Una passione nata 30 anni fa: «Così ho scelto di fare il pastore»
Sopra il 59enne pastore Piero con il suo gregge nei campi di Tavazzano

La storia di Piero, pastore da trent’anni per passione

Il 59enne in questi giorni si trova a Tavazzano con il suo gregge di 500 pecore

Originario della Val Seriana, in provincia di Bergamo, ha scelto di diventare pastore oltre trent’anni fa e da allora non si è mai fermato. Piero ha 59 anni e nel tempo della tecnologia e della velocità fa un lavoro antico, scandito dai passi delle 500 pecore con cui vive e di cui si prende cura, scandito dalle stagioni. Che in questi giorni lo portano a Tavazzano.
«Ho scelto questo mestiere per passione, sono stato il primo pastore della mia famiglia» ci racconta, sorprendendoci.

«La scuola non mi piaceva mica eh, ho voluto seguire il pastore della valle e sono partito», spiega il 59enne bergamasco dopo essersi appositamente cambiato il cappello «perché questa qui è un’intervista ufficiale». Così giorno dopo giorno ha imparato ad accudire le pecore, a farle crescere e a curarle durante il parto. Niente mungitura: «I miei animali non producono latte, sono di una razza diversa. Li cresco per la lana e per la carne», precisa.

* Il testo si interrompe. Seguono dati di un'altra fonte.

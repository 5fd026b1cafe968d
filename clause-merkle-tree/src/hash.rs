//! Domain-separated leaf and node hashing.
//!
//! - Leaf nodes:     `H(0x00 || clause_bytes)`
//! - Internal nodes: `H(0x01 || left || right)`
//!
//! The distinct tags keep a leaf digest from ever being accepted as an
//! internal node digest (and vice versa), which blocks second-preimage
//! attacks that reinterpret a subtree as a single clause.

use sha2::Sha256;

use crate::{DIGEST_LEN, Digest};

/// Domain tag prepended to leaf hash inputs.
pub const LEAF_DOMAIN_TAG: u8 = 0x00;
/// Domain tag prepended to internal node hash inputs.
pub const INTERNAL_DOMAIN_TAG: u8 = 0x01;

/// A fixed-output, collision-resistant hash primitive used to commit to
/// clauses.
///
/// Implementors supply [`digest`](Self::digest); leaf and node hashing are
/// derived from it so every implementation applies the same domain
/// separation. Inputs are hashed exactly as given, with no normalization.
pub trait MerkleHasher: Send + Sync {
    /// Hash `domain_tag || parts[0] || parts[1] || ...`.
    fn digest(&self, domain_tag: u8, parts: &[&[u8]]) -> Digest;

    /// Leaf digest of one clause's exact bytes.
    fn leaf_hash(&self, clause: &[u8]) -> Digest {
        self.digest(LEAF_DOMAIN_TAG, &[clause])
    }

    /// Parent digest of two children. Order matters.
    fn node_hash(&self, left: &Digest, right: &Digest) -> Digest {
        self.digest(INTERNAL_DOMAIN_TAG, &[left.as_bytes(), right.as_bytes()])
    }
}

/// Blake3 primitive.
#[derive(Debug, Clone, Copy, Default, PartialEq, Eq)]
pub struct Blake3Hasher;

impl MerkleHasher for Blake3Hasher {
    fn digest(&self, domain_tag: u8, parts: &[&[u8]]) -> Digest {
        let mut hasher = blake3::Hasher::new();
        hasher.update(&[domain_tag]);
        for part in parts {
            hasher.update(part);
        }
        Digest::new(*hasher.finalize().as_bytes())
    }
}

/// SHA-256 primitive.
#[derive(Debug, Clone, Copy, Default, PartialEq, Eq)]
pub struct Sha256Hasher;

impl MerkleHasher for Sha256Hasher {
    fn digest(&self, domain_tag: u8, parts: &[&[u8]]) -> Digest {
        use sha2::Digest as _;

        let mut hasher = Sha256::new();
        hasher.update([domain_tag]);
        for part in parts {
            hasher.update(part);
        }
        let out: [u8; DIGEST_LEN] = hasher.finalize().into();
        Digest::new(out)
    }
}

impl<H: MerkleHasher + ?Sized> MerkleHasher for &H {
    fn digest(&self, domain_tag: u8, parts: &[&[u8]]) -> Digest {
        (**self).digest(domain_tag, parts)
    }
}

/// Leaf digests for an ordered clause sequence, position preserved.
pub fn leaf_hashes<H, C>(hasher: &H, clauses: &[C]) -> Vec<Digest>
where
    H: MerkleHasher + ?Sized,
    C: AsRef<[u8]>,
{
    clauses
        .iter()
        .map(|clause| hasher.leaf_hash(clause.as_ref()))
        .collect()
}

Una vita scandita dalle stagioni: «D’estate stiamo su in montagna, quando fa caldo i pascoli sono verdi e il gregge può brucare, ma d’inverno è diverso. Il freddo e la neve non ci aiutano». Per lui il momento del riposo, se arriva, è ridotto all’osso: sveglia presto e fatica fino al calar del sole.

Il gregge di Piero e dei soci si muove attraverso un tracciato di stradine sterrate e vie erbose, chiedendo via via ospitalità agli imprenditori agricoli del territorio proprietari dei campi. «Mi conoscono e mi dicono tutti di sì. Poi in generale nel Lodigiano si sta tranquilli, nessuno tocca il mio gregge. Quando invece si va a Milano bisogna stare più attenti, qualche furto mi è capitato».